Every line containing the word "sideways" is to be copied from the data below.

§

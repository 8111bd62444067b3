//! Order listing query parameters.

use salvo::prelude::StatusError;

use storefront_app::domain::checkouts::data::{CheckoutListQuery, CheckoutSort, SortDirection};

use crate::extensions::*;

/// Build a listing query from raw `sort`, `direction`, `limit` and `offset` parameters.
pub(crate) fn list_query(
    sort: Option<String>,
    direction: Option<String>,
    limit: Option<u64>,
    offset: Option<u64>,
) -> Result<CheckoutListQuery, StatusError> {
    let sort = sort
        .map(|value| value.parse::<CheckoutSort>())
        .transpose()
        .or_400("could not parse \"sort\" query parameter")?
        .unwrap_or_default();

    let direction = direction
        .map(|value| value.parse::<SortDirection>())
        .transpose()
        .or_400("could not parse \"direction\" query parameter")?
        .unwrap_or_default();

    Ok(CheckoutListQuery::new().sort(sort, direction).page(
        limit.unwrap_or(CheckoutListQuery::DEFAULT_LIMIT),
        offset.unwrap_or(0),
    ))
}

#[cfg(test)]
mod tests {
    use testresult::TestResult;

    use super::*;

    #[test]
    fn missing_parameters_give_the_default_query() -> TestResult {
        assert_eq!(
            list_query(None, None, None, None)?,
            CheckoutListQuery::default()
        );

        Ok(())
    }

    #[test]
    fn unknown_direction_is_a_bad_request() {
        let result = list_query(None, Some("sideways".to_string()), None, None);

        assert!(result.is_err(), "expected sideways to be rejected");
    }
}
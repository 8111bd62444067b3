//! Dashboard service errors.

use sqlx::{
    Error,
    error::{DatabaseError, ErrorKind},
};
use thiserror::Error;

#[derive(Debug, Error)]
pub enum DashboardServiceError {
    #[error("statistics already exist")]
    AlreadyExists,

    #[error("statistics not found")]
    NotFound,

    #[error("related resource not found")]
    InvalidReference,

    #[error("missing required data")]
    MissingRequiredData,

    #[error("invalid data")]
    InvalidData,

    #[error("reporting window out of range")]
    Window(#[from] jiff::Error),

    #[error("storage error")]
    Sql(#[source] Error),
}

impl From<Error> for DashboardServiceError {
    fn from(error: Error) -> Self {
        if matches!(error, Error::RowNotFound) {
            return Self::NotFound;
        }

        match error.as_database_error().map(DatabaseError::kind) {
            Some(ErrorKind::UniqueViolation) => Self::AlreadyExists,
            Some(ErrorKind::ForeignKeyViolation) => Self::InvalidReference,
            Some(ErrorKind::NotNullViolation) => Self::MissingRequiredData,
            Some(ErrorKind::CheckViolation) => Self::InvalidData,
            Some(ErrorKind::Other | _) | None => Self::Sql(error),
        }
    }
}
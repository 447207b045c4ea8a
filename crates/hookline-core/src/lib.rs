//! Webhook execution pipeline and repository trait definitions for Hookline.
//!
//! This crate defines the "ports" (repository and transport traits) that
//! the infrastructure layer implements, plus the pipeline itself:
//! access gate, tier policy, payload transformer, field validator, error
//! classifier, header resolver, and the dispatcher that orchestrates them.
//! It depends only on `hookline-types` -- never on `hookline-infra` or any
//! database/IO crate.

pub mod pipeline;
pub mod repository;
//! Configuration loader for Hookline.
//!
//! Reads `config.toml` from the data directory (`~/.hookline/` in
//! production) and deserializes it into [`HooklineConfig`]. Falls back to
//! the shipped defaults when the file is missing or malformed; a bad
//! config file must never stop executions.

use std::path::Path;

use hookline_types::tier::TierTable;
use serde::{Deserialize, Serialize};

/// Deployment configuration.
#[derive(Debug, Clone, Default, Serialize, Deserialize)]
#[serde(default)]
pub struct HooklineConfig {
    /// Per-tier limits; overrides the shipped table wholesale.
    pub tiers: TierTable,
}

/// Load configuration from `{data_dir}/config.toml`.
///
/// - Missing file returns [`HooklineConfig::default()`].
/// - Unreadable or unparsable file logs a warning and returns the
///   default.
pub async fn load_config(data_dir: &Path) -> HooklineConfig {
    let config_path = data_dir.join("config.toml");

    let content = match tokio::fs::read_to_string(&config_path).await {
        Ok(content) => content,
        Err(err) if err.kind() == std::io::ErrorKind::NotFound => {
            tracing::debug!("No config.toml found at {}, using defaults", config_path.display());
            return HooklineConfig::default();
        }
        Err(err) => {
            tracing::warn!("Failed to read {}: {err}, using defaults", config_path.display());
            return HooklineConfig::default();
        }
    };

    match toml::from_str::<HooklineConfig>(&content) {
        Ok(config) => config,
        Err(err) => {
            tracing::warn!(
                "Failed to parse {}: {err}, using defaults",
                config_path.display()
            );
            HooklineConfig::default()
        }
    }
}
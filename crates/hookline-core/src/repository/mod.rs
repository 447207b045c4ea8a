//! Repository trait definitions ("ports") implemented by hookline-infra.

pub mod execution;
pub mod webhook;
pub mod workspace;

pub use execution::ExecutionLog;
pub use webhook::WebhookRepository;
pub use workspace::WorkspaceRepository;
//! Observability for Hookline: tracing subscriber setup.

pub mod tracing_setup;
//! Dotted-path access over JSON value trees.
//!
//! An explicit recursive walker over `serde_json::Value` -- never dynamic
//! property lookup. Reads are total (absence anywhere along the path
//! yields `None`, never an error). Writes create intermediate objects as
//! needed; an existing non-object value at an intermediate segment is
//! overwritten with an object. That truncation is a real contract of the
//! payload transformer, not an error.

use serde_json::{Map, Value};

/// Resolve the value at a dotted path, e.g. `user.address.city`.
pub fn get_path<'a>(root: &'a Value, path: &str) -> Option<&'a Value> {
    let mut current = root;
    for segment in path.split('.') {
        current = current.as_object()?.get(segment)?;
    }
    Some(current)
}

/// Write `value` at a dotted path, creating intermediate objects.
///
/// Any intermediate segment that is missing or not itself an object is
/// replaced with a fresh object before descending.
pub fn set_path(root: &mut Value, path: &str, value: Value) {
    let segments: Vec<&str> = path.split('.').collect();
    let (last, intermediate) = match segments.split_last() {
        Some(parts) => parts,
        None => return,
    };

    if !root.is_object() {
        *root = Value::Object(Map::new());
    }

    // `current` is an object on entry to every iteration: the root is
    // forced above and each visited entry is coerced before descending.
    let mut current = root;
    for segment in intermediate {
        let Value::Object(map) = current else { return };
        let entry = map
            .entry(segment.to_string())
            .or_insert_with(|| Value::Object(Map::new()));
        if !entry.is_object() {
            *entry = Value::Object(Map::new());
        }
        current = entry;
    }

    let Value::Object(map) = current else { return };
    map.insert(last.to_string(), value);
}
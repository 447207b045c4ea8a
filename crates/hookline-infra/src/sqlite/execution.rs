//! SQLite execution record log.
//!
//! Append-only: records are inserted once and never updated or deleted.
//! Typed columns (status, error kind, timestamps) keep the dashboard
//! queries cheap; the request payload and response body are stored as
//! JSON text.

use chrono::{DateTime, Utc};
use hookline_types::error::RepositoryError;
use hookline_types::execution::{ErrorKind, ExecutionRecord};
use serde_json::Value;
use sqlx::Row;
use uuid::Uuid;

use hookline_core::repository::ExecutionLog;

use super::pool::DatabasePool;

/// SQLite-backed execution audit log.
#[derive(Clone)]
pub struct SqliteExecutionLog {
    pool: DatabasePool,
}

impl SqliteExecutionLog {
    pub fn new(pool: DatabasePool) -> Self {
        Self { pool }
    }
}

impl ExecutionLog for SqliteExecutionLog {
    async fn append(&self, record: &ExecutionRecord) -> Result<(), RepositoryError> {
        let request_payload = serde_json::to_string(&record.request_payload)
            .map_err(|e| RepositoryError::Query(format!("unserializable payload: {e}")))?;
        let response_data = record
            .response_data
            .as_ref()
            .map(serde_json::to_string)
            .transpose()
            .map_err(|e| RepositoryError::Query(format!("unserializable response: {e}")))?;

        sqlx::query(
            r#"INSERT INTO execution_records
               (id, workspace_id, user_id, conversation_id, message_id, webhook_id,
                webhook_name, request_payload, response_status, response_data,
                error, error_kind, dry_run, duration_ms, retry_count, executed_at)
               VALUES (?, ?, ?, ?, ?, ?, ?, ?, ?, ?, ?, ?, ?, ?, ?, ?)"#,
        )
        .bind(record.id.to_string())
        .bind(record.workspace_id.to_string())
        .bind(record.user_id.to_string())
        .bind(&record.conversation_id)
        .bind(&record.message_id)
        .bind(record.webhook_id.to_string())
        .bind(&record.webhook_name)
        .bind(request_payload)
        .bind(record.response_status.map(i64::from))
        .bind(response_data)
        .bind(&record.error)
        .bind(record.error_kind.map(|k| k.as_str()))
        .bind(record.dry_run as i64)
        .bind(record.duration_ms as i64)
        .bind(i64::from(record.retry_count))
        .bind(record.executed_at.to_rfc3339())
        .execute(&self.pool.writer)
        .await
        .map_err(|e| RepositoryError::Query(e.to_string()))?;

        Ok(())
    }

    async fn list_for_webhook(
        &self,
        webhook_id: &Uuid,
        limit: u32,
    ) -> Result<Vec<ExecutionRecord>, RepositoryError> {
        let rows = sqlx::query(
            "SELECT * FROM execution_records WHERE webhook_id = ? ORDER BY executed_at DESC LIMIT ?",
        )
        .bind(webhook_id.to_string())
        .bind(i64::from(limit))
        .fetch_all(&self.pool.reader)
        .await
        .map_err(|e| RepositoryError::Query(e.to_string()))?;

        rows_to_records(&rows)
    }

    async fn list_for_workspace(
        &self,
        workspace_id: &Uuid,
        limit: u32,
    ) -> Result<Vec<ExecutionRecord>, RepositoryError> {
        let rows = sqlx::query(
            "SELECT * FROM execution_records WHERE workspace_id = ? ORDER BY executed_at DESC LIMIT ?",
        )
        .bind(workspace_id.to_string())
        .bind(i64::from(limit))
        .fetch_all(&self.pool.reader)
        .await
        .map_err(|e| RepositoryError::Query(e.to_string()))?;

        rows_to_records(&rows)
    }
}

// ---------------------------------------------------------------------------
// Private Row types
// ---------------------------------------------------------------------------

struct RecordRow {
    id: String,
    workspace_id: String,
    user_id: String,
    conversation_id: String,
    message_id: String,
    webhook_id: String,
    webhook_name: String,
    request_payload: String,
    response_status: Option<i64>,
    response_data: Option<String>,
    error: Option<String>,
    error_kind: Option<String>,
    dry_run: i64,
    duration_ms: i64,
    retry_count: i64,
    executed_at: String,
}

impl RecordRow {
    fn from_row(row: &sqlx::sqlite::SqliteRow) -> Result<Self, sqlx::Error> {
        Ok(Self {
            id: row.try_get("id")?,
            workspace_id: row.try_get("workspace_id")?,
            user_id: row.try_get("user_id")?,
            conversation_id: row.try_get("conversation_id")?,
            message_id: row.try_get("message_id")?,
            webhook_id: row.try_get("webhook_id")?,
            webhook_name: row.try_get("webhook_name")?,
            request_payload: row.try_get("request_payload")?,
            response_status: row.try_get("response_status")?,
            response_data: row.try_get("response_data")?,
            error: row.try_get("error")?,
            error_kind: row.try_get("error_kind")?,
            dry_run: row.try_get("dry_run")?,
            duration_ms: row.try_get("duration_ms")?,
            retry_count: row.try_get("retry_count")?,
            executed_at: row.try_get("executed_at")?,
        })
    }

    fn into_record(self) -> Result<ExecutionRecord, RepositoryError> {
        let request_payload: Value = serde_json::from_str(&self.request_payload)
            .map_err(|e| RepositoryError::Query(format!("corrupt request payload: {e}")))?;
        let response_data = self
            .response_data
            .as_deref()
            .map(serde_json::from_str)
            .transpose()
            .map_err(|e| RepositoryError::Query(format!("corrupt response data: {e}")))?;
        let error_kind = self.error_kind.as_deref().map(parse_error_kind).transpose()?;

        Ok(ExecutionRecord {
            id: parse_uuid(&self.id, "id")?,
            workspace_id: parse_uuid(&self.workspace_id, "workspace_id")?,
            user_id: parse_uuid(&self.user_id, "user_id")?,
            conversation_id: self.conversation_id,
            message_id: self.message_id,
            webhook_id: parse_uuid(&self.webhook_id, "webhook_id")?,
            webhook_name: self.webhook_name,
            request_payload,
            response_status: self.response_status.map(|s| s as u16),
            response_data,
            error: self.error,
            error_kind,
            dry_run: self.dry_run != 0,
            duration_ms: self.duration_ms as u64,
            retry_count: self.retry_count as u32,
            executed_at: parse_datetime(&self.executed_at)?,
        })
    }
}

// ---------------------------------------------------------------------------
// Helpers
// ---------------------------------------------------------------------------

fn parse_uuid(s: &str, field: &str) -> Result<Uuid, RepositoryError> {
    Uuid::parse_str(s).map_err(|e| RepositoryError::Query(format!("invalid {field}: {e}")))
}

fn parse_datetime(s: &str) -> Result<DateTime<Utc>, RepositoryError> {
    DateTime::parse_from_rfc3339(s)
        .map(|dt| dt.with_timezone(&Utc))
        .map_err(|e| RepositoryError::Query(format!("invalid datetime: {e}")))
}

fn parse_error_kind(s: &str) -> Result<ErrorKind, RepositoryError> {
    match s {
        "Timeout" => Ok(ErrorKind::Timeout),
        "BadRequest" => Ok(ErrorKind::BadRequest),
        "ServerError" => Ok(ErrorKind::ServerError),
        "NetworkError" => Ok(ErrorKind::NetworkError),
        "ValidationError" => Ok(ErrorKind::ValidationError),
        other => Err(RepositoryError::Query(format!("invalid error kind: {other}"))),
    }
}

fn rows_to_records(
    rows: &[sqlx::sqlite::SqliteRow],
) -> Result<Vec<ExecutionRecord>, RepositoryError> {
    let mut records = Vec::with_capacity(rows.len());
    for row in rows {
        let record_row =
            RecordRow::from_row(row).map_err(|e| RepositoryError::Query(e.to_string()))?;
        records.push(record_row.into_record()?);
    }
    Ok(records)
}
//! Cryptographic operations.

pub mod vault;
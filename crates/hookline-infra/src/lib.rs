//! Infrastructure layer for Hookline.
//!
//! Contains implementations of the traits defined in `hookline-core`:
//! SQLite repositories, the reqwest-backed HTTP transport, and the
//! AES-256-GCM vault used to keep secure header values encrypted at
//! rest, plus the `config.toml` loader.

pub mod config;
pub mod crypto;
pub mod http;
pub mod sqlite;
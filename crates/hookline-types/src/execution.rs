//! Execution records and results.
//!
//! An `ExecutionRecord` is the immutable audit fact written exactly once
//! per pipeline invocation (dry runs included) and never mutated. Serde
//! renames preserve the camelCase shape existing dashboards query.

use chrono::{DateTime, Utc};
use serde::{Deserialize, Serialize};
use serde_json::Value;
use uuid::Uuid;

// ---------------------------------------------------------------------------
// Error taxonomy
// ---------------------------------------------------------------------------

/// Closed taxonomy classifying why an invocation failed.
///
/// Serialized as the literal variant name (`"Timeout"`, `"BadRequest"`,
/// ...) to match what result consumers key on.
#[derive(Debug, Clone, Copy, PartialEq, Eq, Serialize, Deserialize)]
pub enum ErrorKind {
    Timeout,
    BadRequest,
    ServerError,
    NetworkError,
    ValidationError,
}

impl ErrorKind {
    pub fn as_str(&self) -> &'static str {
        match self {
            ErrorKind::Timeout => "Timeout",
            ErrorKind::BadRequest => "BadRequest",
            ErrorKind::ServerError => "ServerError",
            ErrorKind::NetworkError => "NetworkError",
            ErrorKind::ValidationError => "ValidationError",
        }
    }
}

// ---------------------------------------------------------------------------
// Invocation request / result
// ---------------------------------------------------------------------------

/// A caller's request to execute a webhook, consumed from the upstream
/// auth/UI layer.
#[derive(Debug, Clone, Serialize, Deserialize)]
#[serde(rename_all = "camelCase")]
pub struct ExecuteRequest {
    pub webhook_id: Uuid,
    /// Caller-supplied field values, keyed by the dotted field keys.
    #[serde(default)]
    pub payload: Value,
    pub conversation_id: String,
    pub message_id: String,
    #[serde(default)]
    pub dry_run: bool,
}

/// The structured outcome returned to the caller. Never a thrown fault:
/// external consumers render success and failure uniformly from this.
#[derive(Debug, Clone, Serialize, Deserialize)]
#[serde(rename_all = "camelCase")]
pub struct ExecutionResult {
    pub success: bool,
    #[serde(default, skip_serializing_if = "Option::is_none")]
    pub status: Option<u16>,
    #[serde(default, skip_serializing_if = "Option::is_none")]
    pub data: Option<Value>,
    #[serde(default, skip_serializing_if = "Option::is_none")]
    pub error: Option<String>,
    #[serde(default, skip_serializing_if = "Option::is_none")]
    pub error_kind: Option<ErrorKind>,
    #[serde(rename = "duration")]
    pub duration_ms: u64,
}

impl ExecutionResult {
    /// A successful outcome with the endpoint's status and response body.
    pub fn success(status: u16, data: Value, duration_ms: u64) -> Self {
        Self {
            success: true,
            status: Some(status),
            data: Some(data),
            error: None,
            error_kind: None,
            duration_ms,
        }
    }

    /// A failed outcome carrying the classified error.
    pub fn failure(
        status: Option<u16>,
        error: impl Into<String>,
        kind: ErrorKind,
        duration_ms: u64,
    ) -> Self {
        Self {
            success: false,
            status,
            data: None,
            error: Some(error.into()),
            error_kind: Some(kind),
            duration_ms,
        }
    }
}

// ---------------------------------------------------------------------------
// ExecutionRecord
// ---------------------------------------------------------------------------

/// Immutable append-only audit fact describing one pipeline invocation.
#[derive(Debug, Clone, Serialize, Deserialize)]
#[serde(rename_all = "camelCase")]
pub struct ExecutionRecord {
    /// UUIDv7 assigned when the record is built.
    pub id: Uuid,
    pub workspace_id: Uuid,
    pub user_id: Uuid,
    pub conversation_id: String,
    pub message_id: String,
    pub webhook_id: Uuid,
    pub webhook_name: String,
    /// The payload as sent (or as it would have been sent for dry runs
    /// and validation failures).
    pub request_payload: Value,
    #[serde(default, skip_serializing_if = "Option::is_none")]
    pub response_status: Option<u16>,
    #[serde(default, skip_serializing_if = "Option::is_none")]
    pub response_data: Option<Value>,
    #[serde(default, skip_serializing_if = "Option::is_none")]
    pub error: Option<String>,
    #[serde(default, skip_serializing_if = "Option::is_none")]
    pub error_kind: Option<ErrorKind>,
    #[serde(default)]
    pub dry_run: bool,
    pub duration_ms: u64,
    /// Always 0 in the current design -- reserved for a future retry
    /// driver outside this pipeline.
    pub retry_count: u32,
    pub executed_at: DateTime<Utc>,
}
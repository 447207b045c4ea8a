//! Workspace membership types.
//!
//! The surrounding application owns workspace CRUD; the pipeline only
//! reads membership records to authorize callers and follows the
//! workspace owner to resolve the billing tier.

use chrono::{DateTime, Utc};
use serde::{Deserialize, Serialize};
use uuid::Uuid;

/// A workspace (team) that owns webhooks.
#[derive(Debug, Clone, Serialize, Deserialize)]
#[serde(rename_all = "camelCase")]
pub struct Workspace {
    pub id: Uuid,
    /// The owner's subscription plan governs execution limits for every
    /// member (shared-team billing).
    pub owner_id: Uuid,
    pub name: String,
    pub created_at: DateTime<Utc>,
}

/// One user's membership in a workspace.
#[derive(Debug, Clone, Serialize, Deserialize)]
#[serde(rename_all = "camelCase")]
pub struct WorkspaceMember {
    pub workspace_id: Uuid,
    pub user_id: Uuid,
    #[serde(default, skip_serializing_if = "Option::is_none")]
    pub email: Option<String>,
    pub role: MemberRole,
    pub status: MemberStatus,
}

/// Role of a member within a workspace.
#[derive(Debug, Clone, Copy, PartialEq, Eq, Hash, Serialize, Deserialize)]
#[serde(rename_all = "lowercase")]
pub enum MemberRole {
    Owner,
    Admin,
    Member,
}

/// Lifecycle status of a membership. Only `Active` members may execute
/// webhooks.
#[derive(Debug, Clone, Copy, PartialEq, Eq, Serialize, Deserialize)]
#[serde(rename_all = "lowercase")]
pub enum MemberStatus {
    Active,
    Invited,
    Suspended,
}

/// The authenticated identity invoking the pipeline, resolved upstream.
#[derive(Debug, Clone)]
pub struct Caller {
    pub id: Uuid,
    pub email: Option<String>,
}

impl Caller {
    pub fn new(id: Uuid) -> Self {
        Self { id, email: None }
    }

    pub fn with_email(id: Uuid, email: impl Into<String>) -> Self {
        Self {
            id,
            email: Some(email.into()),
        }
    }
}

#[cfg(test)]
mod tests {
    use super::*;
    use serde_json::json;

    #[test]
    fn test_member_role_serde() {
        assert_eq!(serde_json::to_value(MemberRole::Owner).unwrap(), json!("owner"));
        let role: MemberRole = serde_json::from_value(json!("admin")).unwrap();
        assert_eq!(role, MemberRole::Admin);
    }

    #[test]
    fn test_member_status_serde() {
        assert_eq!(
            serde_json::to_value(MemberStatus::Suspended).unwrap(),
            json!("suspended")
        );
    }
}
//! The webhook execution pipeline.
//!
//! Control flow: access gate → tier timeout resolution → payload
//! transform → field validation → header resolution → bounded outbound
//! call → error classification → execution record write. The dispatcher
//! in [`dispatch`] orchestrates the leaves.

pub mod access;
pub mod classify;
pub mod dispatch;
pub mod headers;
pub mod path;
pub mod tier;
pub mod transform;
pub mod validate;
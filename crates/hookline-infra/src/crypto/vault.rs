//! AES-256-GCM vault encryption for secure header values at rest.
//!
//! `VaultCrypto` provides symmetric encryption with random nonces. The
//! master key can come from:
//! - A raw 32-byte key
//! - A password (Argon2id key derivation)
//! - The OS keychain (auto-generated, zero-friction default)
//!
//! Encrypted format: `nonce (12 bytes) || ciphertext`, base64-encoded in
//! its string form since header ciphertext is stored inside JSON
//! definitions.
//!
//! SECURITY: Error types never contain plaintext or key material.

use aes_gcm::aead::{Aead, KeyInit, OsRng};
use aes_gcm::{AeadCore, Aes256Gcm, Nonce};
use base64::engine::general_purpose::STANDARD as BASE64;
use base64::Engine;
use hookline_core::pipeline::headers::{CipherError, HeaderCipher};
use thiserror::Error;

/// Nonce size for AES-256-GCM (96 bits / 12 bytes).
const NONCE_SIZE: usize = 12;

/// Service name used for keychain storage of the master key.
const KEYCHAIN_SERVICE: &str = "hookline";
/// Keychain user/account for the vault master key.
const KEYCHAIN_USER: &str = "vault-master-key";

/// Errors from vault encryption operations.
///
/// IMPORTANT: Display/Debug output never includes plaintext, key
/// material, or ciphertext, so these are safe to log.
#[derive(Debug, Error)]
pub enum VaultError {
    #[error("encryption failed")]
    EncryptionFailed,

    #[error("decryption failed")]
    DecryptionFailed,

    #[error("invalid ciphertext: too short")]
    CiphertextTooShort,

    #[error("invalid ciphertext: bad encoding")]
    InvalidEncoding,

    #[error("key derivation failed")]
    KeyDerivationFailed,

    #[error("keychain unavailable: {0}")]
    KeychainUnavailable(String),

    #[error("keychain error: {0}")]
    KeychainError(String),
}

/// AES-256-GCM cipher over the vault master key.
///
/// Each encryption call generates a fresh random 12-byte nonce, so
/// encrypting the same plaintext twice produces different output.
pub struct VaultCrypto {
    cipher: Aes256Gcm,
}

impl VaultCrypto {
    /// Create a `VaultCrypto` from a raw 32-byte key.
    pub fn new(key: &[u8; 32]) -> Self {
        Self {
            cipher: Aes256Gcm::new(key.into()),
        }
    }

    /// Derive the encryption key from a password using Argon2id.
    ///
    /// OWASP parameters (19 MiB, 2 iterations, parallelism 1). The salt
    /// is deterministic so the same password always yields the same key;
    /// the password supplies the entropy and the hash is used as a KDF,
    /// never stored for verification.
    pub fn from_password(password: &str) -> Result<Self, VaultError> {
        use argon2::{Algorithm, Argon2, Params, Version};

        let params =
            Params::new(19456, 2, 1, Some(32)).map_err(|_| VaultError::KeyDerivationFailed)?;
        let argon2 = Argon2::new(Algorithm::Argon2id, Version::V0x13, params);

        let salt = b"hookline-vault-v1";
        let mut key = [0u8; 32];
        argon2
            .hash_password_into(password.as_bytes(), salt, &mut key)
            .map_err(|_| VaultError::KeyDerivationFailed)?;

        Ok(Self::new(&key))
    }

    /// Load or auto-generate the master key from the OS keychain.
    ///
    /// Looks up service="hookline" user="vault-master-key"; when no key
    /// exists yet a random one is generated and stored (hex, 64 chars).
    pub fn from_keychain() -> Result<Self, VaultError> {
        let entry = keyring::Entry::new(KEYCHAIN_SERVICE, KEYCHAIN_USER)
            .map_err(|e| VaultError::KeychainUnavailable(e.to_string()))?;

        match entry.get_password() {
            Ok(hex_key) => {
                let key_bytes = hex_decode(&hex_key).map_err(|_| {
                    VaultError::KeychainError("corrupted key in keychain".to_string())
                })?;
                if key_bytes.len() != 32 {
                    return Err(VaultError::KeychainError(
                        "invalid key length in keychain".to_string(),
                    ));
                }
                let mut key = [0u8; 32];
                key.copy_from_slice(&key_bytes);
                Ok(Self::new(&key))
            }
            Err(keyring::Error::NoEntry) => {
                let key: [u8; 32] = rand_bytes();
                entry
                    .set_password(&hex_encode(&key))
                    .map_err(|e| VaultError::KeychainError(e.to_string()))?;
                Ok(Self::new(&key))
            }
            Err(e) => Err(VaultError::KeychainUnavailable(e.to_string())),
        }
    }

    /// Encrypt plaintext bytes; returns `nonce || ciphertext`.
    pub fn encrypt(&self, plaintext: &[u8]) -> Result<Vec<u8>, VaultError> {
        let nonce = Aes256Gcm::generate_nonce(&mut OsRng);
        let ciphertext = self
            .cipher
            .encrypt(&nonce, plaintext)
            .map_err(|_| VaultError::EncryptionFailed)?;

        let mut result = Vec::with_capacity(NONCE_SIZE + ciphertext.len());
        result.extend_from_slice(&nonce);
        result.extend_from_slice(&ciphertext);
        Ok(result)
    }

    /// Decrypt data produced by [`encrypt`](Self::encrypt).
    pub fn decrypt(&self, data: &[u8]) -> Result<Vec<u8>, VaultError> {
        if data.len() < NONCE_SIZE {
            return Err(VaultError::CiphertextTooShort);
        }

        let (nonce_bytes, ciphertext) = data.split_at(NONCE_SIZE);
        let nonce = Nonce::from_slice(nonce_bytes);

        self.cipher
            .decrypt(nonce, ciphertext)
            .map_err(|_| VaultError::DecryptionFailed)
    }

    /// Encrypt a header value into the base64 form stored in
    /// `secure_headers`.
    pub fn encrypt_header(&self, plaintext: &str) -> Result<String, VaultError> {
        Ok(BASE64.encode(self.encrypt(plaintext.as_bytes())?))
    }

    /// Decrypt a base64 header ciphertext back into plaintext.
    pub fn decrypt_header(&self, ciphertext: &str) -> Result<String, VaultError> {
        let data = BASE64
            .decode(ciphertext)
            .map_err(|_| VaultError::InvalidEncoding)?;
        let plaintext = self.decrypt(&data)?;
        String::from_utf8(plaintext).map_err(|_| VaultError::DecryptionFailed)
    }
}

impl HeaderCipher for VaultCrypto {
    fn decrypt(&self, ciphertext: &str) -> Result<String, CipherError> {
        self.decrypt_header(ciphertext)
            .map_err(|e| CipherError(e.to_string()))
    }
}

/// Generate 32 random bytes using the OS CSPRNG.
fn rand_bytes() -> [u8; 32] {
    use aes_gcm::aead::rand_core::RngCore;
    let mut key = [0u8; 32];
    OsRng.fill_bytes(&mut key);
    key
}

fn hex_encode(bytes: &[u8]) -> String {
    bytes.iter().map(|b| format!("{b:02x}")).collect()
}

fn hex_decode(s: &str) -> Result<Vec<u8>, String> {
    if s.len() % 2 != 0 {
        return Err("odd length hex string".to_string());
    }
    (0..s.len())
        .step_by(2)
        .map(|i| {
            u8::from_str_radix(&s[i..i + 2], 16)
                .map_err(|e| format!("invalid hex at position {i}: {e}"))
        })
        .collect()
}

§

> **Output for this task**:
        let result = list_query(None, Some("sideways".to_string()), None, None);
        assert!(result.is_err(), "expected sideways to be rejected");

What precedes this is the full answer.